Илуге послал за разрешением и, как и надеялся, получил его. Вскоре в их ставку вихрем влетели несколько десятков конников – это не утерпел, приехал поучаствовать в охоте Чиркен со своими челядинцами. Илуге, стоя у порога своей юрты, издали заприметил их и теперь ожидал у входа, широко улыбаясь.
Совсем недавно ему подарили немолодого пленного куаньлина, который уверял, что очень хорошо умеет готовить пищу. Илуге собрался было отказаться, но это был подарок от Эрулена, как всегда, сделанный не без некоторого ехидства. Илуге подумал…и оставил раба, приставив к нему для безопасности младшего из подрастающих братьев Нарьяны, Доргана. Для таких вот неожиданных визитов это было вовсе неплохо. Возможно, Эрулен сделал этот подарок после того, как провел в юрте Илуге немало времени, давясь сушеной козлятиной, какая лежит в переметной суме самого последнего воина в его войске?
Илуге вздохнул. Признаться, ему уже следует начинать обзаводиться вещами, которые отличают вождя. Да и куда девать этого постоянно кланяющегося человечка с реденькой бородкой и длинными, свисающими ниже щек усами? Что ж, поглядим – увидим.
Чиркен уже подъехал близко, соскочил с коня. Ответил улыбкой на улыбку Илуге – значит, не сердится.
– Добро пожаловать в юрту, мой хан, – Илуге всегда подчеркивал, что с тех пор, как он прошел Испытание Крова и Крови, и был принят старым ханом, Темриком, в племя, он – джунгар. И назначение его угэрчи – военным вождем всех племен, ничего в этом не меняет.
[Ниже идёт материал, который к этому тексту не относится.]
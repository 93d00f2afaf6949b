use std::path::Path;

use chrono::{SecondsFormat, Utc};
use serde::{Deserialize, Serialize};
use serde_json::{Map, Value};

#[derive(Debug, Clone, PartialEq, Serialize, Deserialize)]
pub struct FailedFile {
    pub file_name: String,
    pub message: String,
}

#[derive(Debug, Clone, PartialEq, Serialize, Deserialize)]
pub struct RunSummary {
    pub run_id: String,
    pub started_at: String,
    pub finished_at: String,
    pub total_files: u64,
    pub normalized_images: u64,
    pub failed_files: Vec<FailedFile>,
    pub batches_submitted: u64,
    /// `succeeded`, `failed`, or `idle` when no stitch was attempted.
    pub outcome: String,
    pub composite_path: Option<String>,
    pub error: Option<String>,
}

pub fn write_summary(path: &Path, summary: &RunSummary) -> anyhow::Result<()> {
    let mut payload = match serde_json::to_value(summary)? {
        Value::Object(map) => map,
        _ => Map::new(),
    };
    payload.insert("ts".to_string(), Value::String(now_utc_iso()));

    if let Some(parent) = path.parent() {
        std::fs::create_dir_all(parent)?;
    }
    std::fs::write(path, serde_json::to_string_pretty(&Value::Object(payload))?)?;
    Ok(())
}

fn now_utc_iso() -> String {
    Utc::now().to_rfc3339_opts(SecondsFormat::Micros, false)
}
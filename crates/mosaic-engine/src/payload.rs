use std::io;

use mosaic_contracts::parts::ImagePart;
use mosaic_contracts::relay::StitchRequest;

use crate::error::StitchError;

/// Exact UTF-8 byte length of `{"images": parts, "baseImage": composite}` as
/// it goes over the wire. Planner, estimator and orchestrator all size
/// batches through this one function.
pub fn measure(parts: &[ImagePart], composite: Option<&ImagePart>) -> Result<usize, StitchError> {
    let mut counter = ByteCounter::default();
    serde_json::to_writer(&mut counter, &StitchRequest::new(parts, composite))?;
    Ok(counter.bytes)
}

#[derive(Debug, Default)]
struct ByteCounter {
    bytes: usize,
}

impl io::Write for ByteCounter {
    fn write(&mut self, buf: &[u8]) -> io::Result<usize> {
        self.bytes += buf.len();
        Ok(buf.len())
    }

    fn flush(&mut self) -> io::Result<()> {
        Ok(())
    }
}
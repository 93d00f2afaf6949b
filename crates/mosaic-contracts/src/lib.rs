pub mod events;
pub mod models;
pub mod parts;
pub mod relay;
pub mod runs;
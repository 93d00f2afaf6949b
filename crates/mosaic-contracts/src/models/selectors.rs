use super::registry::{ModelRegistry, ModelSpec};

/// Outcome of resolving a requested model name.
#[derive(Debug, Clone, PartialEq, Eq)]
pub struct ModelSelection {
    pub model: ModelSpec,
    pub requested: Option<String>,
    /// Why `model` is not what was requested; `None` on an exact match.
    pub fallback_reason: Option<String>,
}

impl ModelSelection {
    pub fn is_fallback(&self) -> bool {
        self.fallback_reason.is_some()
    }
}

#[derive(Debug, Clone)]
pub struct ModelSelector {
    pub registry: ModelRegistry,
}

impl ModelSelector {
    pub fn new(registry: Option<ModelRegistry>) -> Self {
        Self {
            registry: registry.unwrap_or_else(|| ModelRegistry::new(None)),
        }
    }

    /// Exact match when `requested` names a model with `capability`,
    /// otherwise the registry's first model with it. Blank requests count as
    /// no request.
    pub fn select(
        &self,
        requested: Option<&str>,
        capability: &str,
    ) -> Result<ModelSelection, String> {
        let requested = requested
            .map(str::trim)
            .filter(|value| !value.is_empty())
            .map(str::to_string);
        if let Some(model) = requested
            .as_deref()
            .and_then(|name| self.registry.ensure(name, capability))
        {
            return Ok(ModelSelection {
                model,
                requested,
                fallback_reason: None,
            });
        }

        let fallback_reason = match requested.as_deref() {
            Some(name) => {
                format!("Requested model '{name}' unavailable for capability '{capability}'.")
            }
            None => "No model specified; using default.".to_string(),
        };
        let model = self
            .registry
            .by_capability(capability)
            .into_iter()
            .next()
            .ok_or_else(|| format!("No models available for capability '{capability}'."))?;
        Ok(ModelSelection {
            model,
            requested,
            fallback_reason: Some(fallback_reason),
        })
    }
}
Чиркену это льстило, помимо всего прочего.
Чиркен за эти годы раздался в плечах, вырос. Теперь он уже был всего на полголовы ниже Илуге, которому, надо сказать, мало кто в Великой степи мог смотреть прямо в глаза. В деда уродился, – тот в молодые годы, как говорят, диких яков объезжал играючи. На молодом хане джунгаров под обычной меховой паркой был надет богатый малиновый халат, расшитые бисером и отороченные мехом сапожки выглядели совсем новыми. Да и конь у хана был хоть куда – большой горячий гнедой жеребец какого-то особого, красноватого оттенка, – как волосы у Джурджагана. В неудачном походе на Шамдо, стоит сказать, утешением служила богатая добыча, которую степняки взяли, лавиной прокатившись по провинции и разорив с десяток менее крупных и хуже укрепленных поселений. А доля джунгаров, – Илуге проследил за этим, – была немаленькой. И справедливо – лучших воинов Великая Степь еще не рождала.